• **Supplied records**:
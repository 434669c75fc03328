/// Configuration management for the ticketing aggregator.
///
/// Loads from environment variables, following the variable names and
/// defaults fixed by the external interface contract.
use serde::{Deserialize, Serialize};

#[derive(Debug, Clone, Serialize, Deserialize)]
pub struct Config {
    pub app: AppConfig,
    pub database: DatabaseConfig,
    pub provider: ProviderConfig,
    pub notifier: NotifierConfig,
    pub outbox: OutboxConfig,
    pub idempotency: IdempotencyConfig,
}

#[derive(Debug, Clone, Serialize, Deserialize)]
pub struct AppConfig {
    pub host: String,
    pub port: u16,
    pub log_level: String,
    pub cors_allowed_origins: String,
    /// How often (seconds) the sync scheduler triggers a full sync.
    pub sync_interval_secs: u64,
}

#[derive(Debug, Clone, Serialize, Deserialize)]
pub struct DatabaseConfig {
    pub url: String,
    pub max_connections: u32,
}

#[derive(Debug, Clone, Serialize, Deserialize)]
pub struct ProviderConfig {
    pub base_url: String,
    pub api_key: String,
    pub max_retries: u32,
    pub backoff_factor: f64,
}

#[derive(Debug, Clone, Serialize, Deserialize)]
pub struct NotifierConfig {
    pub base_url: String,
}

#[derive(Debug, Clone, Serialize, Deserialize)]
pub struct OutboxConfig {
    pub batch_size: i64,
    pub poll_interval_secs: u64,
    pub max_retries: i32,
    pub days_to_keep: i64,
}

#[derive(Debug, Clone, Serialize, Deserialize)]
pub struct IdempotencyConfig {
    pub ttl_days: i64,
}

impl Config {
    /// Load configuration from environment variables.
    pub fn from_env() -> Result<Self, String> {
        Ok(Config {
            app: AppConfig {
                host: std::env::var("HOST").unwrap_or_else(|_| "0.0.0.0".to_string()),
                port: std::env::var("PORT")
                    .ok()
                    .and_then(|p| p.parse().ok())
                    .unwrap_or(8080),
                log_level: std::env::var("LOG_LEVEL").unwrap_or_else(|_| "info".to_string()),
                cors_allowed_origins: std::env::var("CORS_ALLOWED_ORIGINS")
                    .unwrap_or_else(|_| "*".to_string()),
                sync_interval_secs: std::env::var("SYNC_INTERVAL_SECS")
                    .ok()
                    .and_then(|v| v.parse().ok())
                    .unwrap_or(86_400),
            },
            database: DatabaseConfig {
                url: std::env::var("DATABASE_URL")
                    .unwrap_or_else(|_| "postgresql://localhost/aggregator".to_string()),
                max_connections: std::env::var("DATABASE_MAX_CONNECTIONS")
                    .ok()
                    .and_then(|c| c.parse().ok())
                    .unwrap_or(30),
            },
            provider: ProviderConfig {
                base_url: std::env::var("BASE_URL")
                    .unwrap_or_else(|_| "https://provider.example.com".to_string()),
                api_key: std::env::var("LMS_API_KEY").unwrap_or_default(),
                max_retries: std::env::var("MAX_RETRIES")
                    .ok()
                    .and_then(|v| v.parse().ok())
                    .unwrap_or(3),
                backoff_factor: std::env::var("BACKOFF_FACTOR")
                    .ok()
                    .and_then(|v| v.parse().ok())
                    .unwrap_or(0.5),
            },
            notifier: NotifierConfig {
                base_url: std::env::var("CAPASHINO_BASE_URL")
                    .unwrap_or_else(|_| "https://notifier.example.com".to_string()),
            },
            outbox: OutboxConfig {
                batch_size: std::env::var("BATCH_SIZE_OUTBOX_TASKS")
                    .ok()
                    .and_then(|v| v.parse().ok())
                    .unwrap_or(10),
                poll_interval_secs: std::env::var("POLL_INTERVAL_OUTBOX")
                    .ok()
                    .and_then(|v| v.parse().ok())
                    .unwrap_or(5),
                max_retries: std::env::var("MAX_RETRIES_OUTBOX")
                    .ok()
                    .and_then(|v| v.parse().ok())
                    .unwrap_or(5),
                days_to_keep: std::env::var("DAYS_TO_KEEP")
                    .ok()
                    .and_then(|v| v.parse().ok())
                    .unwrap_or(7),
            },
            idempotency: IdempotencyConfig {
                ttl_days: std::env::var("TTL_DAYS_IDM_KEYS")
                    .ok()
                    .and_then(|v| v.parse().ok())
                    .unwrap_or(7),
            },
        })
    }
}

• **Work order**: What is needed is an exact copy of the entries above, from the first line through the line holding "pub struct OutboxConfig", with both of those lines kept; please give nothing else.

• **Solved exercise**:
repository 434669c75fc03328
/// Configuration management for the ticketing aggregator.
///
/// Loads from environment variables, following the variable names and
/// defaults fixed by the external interface contract.
use serde::{Deserialize, Serialize};

#[derive(Debug, Clone, Serialize, Deserialize)]
pub struct Config {
    pub app: AppConfig,
    pub database: DatabaseConfig,
    pub provider: ProviderConfig,
    pub notifier: NotifierConfig,
    pub outbox: OutboxConfig,
    pub idempotency: IdempotencyConfig,
}

#[derive(Debug, Clone, Serialize, Deserialize)]
pub struct AppConfig {
    pub host: String,
    pub port: u16,
    pub log_level: String,
    pub cors_allowed_origins: String,
    /// How often (seconds) the sync scheduler triggers a full sync.
    pub sync_interval_secs: u64,
}

#[derive(Debug, Clone, Serialize, Deserialize)]
pub struct DatabaseConfig {
    pub url: String,
    pub max_connections: u32,
}

#[derive(Debug, Clone, Serialize, Deserialize)]
pub struct ProviderConfig {
    pub base_url: String,
    pub api_key: String,
    pub max_retries: u32,
    pub backoff_factor: f64,
}

#[derive(Debug, Clone, Serialize, Deserialize)]
pub struct NotifierConfig {
    pub base_url: String,
}

#[derive(Debug, Clone, Serialize, Deserialize)]
pub struct OutboxConfig {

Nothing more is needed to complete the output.